## Work instruction
Write out only the opening lines of the entries, through the line with "the report structure.".

::::

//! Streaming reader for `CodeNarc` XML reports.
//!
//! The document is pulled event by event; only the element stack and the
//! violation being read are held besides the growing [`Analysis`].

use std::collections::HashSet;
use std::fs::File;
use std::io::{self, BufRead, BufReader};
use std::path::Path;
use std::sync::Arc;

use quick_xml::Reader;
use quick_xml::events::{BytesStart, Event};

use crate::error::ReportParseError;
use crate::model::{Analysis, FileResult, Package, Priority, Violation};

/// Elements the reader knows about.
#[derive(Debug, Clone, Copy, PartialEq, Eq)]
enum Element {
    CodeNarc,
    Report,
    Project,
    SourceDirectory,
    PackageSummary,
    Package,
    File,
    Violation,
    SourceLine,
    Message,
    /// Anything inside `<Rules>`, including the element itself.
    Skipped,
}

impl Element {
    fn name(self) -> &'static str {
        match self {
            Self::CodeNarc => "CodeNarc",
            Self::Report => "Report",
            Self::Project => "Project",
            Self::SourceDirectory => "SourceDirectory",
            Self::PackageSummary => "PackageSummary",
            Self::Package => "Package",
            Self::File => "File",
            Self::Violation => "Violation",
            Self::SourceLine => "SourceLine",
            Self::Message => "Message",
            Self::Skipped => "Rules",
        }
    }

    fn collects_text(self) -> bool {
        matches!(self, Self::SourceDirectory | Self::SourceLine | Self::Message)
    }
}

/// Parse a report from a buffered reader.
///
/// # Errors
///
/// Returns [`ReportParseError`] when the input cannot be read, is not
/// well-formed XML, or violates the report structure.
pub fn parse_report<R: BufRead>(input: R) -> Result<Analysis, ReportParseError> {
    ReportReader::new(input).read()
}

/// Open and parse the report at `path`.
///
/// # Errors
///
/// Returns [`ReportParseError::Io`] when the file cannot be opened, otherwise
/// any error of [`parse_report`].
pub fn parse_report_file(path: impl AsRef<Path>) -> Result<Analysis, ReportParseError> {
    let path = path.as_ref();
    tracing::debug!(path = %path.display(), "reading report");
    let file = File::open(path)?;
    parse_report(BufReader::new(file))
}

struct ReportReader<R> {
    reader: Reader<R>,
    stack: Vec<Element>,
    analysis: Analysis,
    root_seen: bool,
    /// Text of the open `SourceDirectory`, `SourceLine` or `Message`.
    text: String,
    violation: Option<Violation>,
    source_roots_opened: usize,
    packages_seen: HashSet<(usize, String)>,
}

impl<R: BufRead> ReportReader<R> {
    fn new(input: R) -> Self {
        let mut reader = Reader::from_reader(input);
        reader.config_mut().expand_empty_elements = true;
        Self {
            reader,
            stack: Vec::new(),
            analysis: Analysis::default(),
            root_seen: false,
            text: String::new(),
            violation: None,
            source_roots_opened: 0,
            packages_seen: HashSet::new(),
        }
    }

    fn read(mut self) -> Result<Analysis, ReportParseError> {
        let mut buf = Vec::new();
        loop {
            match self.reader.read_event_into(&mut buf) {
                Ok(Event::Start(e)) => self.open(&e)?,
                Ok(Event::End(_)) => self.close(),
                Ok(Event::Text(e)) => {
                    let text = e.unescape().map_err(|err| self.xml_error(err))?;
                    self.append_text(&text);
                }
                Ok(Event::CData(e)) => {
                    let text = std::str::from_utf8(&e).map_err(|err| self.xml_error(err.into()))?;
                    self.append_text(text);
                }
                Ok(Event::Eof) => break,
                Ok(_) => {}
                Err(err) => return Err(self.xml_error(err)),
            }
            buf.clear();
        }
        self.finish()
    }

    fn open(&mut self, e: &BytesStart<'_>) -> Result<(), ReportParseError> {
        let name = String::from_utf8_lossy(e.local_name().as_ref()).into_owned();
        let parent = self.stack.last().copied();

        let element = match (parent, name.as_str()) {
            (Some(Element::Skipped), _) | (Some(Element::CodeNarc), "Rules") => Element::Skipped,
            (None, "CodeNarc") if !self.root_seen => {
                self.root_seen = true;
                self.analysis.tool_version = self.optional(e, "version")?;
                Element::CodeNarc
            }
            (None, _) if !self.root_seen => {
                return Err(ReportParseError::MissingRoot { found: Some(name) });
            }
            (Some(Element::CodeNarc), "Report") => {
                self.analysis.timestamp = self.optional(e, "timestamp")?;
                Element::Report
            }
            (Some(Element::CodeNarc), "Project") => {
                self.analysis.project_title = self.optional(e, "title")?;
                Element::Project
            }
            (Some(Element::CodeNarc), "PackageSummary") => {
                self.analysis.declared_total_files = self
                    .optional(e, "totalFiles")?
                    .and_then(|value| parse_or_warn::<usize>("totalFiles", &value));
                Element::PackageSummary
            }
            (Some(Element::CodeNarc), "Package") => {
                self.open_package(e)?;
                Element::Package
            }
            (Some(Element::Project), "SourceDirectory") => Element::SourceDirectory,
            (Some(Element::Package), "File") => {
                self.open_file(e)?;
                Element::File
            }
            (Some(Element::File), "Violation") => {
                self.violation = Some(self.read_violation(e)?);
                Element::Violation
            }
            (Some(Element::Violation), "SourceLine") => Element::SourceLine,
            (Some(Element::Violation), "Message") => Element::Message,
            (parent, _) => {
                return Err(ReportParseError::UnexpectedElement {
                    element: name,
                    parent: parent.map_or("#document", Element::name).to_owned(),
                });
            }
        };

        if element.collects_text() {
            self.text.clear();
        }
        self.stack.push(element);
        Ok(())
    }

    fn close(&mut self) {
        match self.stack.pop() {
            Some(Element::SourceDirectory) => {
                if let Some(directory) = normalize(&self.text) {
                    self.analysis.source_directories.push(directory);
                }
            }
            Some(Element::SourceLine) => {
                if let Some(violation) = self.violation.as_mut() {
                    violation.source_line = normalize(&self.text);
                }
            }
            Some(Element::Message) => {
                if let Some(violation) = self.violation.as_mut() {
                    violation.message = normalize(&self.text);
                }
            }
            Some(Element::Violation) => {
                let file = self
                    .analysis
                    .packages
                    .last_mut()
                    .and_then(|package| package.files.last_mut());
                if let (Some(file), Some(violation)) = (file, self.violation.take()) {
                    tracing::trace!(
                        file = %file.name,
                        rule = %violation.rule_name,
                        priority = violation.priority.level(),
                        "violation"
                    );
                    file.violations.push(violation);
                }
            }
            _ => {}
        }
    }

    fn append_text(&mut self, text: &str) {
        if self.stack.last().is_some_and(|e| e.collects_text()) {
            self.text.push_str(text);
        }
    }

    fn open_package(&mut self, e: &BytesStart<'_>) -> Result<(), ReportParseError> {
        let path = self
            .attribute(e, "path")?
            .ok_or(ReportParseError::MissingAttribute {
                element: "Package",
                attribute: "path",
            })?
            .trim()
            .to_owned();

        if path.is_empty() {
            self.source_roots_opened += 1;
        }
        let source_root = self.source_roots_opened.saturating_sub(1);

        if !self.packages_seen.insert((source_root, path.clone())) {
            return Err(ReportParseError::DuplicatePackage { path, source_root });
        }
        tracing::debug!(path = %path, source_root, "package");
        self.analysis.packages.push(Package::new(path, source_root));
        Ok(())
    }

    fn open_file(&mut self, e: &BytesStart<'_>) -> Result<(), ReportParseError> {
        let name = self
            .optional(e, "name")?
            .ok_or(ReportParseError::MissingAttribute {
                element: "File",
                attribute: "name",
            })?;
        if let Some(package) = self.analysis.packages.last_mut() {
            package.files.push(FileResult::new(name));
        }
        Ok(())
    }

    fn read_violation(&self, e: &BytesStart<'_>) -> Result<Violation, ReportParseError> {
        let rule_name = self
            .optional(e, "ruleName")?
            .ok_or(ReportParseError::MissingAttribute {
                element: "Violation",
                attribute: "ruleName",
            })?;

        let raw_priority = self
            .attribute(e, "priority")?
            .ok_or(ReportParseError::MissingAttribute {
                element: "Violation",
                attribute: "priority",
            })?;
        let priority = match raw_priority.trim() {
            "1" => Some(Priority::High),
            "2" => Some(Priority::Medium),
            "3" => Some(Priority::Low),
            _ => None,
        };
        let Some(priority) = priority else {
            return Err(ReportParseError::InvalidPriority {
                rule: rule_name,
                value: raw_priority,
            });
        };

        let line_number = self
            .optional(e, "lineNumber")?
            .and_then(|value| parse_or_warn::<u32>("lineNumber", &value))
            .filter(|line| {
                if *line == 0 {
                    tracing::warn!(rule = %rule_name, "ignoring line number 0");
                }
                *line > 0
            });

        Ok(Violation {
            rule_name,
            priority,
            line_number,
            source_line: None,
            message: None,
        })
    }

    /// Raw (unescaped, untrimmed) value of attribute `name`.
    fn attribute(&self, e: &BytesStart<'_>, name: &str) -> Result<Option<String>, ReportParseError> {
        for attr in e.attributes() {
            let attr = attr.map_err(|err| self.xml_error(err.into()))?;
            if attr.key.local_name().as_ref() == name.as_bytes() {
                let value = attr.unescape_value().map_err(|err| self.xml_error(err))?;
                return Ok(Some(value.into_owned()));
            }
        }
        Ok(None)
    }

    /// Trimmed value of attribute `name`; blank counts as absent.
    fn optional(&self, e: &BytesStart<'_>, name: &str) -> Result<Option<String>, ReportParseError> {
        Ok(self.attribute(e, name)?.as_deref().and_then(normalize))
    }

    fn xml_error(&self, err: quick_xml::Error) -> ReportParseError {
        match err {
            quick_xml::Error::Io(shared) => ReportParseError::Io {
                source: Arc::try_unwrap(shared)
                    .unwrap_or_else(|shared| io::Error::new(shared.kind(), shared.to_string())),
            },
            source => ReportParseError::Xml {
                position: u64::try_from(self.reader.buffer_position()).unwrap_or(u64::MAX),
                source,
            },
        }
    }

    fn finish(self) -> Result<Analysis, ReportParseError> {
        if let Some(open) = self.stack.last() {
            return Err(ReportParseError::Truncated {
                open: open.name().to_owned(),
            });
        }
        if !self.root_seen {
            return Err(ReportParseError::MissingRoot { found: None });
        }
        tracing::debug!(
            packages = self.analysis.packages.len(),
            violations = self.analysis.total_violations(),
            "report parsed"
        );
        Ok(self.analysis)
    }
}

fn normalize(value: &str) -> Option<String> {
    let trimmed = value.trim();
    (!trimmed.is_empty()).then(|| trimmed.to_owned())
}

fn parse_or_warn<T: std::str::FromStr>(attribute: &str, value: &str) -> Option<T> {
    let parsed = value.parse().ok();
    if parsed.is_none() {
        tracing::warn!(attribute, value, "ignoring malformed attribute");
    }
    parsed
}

::::

## Written response
//! Streaming reader for `CodeNarc` XML reports.
//!
//! The document is pulled event by event; only the element stack and the
//! violation being read are held besides the growing [`Analysis`].

use std::collections::HashSet;
use std::fs::File;
use std::io::{self, BufRead, BufReader};
use std::path::Path;
use std::sync::Arc;

use quick_xml::Reader;
use quick_xml::events::{BytesStart, Event};

use crate::error::ReportParseError;
use crate::model::{Analysis, FileResult, Package, Priority, Violation};

/// Elements the reader knows about.
#[derive(Debug, Clone, Copy, PartialEq, Eq)]
enum Element {
    CodeNarc,
    Report,
    Project,
    SourceDirectory,
    PackageSummary,
    Package,
    File,
    Violation,
    SourceLine,
    Message,
    /// Anything inside `<Rules>`, including the element itself.
    Skipped,
}

impl Element {
    fn name(self) -> &'static str {
        match self {
            Self::CodeNarc => "CodeNarc",
            Self::Report => "Report",
            Self::Project => "Project",
            Self::SourceDirectory => "SourceDirectory",
            Self::PackageSummary => "PackageSummary",
            Self::Package => "Package",
            Self::File => "File",
            Self::Violation => "Violation",
            Self::SourceLine => "SourceLine",
            Self::Message => "Message",
            Self::Skipped => "Rules",
        }
    }

    fn collects_text(self) -> bool {
        matches!(self, Self::SourceDirectory | Self::SourceLine | Self::Message)
    }
}

/// Parse a report from a buffered reader.
///
/// # Errors
///
/// Returns [`ReportParseError`] when the input cannot be read, is not
/// well-formed XML, or violates the report structure.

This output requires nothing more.